Your assignment. Across all the entries below, count each line that holds "derive" and report the figure only.

Data extract.
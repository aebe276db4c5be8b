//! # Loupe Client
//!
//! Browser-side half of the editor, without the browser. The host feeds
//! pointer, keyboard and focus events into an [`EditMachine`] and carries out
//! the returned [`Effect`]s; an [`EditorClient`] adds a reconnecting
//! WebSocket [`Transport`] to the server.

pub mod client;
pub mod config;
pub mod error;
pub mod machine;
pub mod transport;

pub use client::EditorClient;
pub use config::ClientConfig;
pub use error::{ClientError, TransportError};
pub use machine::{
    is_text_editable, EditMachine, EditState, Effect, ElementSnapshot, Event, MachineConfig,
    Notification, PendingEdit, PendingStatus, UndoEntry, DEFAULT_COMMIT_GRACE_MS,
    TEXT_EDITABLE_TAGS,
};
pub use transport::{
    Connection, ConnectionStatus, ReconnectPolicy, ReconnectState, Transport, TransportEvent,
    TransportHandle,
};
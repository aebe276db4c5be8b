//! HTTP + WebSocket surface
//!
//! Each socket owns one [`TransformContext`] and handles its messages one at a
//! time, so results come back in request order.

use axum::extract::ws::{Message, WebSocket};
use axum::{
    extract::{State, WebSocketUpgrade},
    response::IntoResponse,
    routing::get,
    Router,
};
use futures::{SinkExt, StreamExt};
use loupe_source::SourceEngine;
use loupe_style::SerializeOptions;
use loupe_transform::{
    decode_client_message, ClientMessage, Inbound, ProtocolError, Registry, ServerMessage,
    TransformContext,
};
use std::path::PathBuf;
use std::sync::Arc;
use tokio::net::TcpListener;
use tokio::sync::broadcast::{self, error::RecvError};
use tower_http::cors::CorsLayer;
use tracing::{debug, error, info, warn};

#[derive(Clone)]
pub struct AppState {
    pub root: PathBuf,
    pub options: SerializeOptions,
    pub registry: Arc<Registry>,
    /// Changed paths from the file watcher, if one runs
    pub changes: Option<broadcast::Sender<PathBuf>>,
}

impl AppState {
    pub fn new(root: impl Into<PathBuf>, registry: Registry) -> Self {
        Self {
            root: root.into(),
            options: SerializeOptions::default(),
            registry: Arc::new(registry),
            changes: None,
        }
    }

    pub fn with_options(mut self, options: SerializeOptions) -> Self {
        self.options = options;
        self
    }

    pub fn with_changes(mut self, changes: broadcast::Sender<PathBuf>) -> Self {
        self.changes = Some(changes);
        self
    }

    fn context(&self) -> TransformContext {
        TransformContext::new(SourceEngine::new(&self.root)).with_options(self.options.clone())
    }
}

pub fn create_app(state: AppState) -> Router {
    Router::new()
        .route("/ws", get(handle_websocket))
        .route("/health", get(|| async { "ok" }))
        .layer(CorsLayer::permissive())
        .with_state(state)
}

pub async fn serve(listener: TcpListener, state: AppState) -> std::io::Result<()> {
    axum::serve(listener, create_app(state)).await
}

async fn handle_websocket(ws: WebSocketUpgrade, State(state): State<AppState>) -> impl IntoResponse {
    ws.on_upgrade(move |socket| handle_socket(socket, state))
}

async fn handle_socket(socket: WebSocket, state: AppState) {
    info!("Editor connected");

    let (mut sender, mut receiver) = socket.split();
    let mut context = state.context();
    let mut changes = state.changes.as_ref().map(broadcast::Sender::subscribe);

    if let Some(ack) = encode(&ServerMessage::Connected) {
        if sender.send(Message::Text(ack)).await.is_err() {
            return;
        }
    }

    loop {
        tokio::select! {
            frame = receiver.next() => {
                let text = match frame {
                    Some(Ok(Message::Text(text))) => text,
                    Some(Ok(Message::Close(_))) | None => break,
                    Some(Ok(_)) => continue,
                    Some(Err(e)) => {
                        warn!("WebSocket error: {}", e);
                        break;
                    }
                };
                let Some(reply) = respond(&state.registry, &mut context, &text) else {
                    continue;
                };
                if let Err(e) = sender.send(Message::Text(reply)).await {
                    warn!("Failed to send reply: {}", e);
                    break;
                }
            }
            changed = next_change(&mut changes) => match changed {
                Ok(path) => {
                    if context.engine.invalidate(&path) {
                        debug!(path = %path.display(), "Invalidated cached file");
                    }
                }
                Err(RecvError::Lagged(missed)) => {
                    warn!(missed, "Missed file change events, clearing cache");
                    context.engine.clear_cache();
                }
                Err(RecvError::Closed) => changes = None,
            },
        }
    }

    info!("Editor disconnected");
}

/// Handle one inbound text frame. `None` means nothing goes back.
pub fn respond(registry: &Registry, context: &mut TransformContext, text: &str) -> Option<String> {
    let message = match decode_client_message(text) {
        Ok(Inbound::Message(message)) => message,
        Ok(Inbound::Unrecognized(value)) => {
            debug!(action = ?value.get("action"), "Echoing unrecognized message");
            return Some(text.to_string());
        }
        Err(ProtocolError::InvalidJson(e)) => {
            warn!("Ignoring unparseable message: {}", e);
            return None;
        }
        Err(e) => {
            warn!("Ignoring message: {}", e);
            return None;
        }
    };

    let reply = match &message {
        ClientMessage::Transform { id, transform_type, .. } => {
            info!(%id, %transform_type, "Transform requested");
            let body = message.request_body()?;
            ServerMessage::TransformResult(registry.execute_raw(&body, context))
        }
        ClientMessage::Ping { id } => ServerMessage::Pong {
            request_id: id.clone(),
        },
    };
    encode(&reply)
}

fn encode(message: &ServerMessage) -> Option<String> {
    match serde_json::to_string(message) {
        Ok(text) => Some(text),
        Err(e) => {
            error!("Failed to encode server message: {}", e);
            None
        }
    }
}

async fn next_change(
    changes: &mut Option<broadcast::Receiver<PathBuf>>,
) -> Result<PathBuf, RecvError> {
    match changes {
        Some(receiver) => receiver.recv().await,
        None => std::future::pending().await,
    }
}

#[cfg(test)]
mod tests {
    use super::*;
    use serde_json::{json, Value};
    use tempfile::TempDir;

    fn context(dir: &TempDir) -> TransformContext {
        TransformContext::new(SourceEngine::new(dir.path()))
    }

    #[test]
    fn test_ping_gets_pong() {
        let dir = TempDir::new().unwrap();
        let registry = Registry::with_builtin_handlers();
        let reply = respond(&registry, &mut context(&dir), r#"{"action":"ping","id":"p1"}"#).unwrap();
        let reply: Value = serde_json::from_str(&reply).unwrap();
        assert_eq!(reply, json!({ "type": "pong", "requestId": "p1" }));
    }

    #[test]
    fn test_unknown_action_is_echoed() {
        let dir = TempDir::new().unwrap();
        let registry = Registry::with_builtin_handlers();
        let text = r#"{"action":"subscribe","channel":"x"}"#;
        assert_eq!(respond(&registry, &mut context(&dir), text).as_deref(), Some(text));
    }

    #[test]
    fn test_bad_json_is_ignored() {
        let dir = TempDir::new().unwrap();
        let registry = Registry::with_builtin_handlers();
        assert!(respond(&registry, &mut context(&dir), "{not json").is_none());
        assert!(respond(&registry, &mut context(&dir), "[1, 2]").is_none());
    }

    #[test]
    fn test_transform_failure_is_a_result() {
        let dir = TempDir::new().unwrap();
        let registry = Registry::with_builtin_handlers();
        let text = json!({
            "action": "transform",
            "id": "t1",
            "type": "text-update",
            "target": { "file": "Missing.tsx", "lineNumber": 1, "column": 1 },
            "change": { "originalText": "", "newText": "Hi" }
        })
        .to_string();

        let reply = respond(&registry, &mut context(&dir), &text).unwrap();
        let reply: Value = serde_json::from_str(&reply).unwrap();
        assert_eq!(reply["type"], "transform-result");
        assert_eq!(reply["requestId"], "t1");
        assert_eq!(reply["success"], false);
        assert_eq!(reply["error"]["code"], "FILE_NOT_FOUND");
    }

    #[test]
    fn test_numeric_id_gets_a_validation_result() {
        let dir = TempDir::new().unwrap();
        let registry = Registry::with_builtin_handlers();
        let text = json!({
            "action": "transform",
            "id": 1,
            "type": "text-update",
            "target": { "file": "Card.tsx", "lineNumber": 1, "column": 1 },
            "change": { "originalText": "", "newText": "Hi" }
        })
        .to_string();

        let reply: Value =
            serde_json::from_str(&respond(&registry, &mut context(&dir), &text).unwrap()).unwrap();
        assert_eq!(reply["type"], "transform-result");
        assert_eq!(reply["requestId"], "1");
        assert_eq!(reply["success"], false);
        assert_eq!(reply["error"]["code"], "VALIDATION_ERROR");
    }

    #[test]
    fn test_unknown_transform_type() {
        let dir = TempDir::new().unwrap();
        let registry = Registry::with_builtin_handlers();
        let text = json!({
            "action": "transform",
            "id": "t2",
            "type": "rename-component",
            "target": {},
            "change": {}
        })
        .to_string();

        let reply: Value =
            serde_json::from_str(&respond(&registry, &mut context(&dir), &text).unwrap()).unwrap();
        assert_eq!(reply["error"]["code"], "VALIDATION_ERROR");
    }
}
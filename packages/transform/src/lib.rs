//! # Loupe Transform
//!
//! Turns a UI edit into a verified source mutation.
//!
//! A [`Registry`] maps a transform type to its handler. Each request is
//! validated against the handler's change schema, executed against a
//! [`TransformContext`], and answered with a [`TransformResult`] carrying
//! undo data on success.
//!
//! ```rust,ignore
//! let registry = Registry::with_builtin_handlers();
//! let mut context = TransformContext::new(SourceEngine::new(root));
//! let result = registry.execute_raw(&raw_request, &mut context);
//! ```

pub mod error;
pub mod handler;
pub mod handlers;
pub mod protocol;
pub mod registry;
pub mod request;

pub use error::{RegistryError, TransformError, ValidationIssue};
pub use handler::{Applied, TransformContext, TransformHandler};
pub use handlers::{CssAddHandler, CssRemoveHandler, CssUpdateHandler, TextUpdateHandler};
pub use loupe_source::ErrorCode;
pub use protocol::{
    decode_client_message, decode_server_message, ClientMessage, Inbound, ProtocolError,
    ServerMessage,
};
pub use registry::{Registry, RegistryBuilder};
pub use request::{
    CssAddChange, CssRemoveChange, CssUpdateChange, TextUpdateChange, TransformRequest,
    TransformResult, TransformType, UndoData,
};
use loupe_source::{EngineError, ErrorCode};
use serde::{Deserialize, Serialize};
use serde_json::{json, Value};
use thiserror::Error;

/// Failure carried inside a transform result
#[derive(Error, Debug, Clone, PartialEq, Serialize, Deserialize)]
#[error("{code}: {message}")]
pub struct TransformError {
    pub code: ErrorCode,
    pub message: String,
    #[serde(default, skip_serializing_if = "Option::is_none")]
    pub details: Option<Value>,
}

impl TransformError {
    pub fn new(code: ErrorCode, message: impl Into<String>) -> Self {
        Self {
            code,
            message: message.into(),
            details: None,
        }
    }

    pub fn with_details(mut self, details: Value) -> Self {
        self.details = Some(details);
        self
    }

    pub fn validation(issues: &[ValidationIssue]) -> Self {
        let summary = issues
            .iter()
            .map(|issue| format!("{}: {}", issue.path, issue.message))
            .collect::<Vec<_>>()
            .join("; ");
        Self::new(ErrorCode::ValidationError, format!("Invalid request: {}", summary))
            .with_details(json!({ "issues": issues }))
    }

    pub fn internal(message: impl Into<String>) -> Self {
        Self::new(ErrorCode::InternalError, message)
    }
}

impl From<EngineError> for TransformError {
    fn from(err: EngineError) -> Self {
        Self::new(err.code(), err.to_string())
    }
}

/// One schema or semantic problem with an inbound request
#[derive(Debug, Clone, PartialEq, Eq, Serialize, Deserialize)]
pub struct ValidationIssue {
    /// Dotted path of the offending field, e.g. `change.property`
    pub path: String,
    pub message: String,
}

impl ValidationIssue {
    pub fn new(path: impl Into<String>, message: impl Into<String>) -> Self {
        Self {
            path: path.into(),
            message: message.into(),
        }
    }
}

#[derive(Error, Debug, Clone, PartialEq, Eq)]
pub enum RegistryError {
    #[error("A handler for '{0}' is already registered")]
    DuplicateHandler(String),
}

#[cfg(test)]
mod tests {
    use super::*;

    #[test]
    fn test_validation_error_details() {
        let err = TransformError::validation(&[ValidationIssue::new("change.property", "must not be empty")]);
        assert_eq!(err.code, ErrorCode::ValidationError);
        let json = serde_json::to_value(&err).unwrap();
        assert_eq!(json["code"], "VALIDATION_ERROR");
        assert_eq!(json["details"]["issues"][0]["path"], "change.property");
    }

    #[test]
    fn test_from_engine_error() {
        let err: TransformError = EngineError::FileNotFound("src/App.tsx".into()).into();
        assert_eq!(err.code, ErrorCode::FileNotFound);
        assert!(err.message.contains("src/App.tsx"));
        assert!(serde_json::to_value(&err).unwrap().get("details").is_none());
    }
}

Exercise solution. 4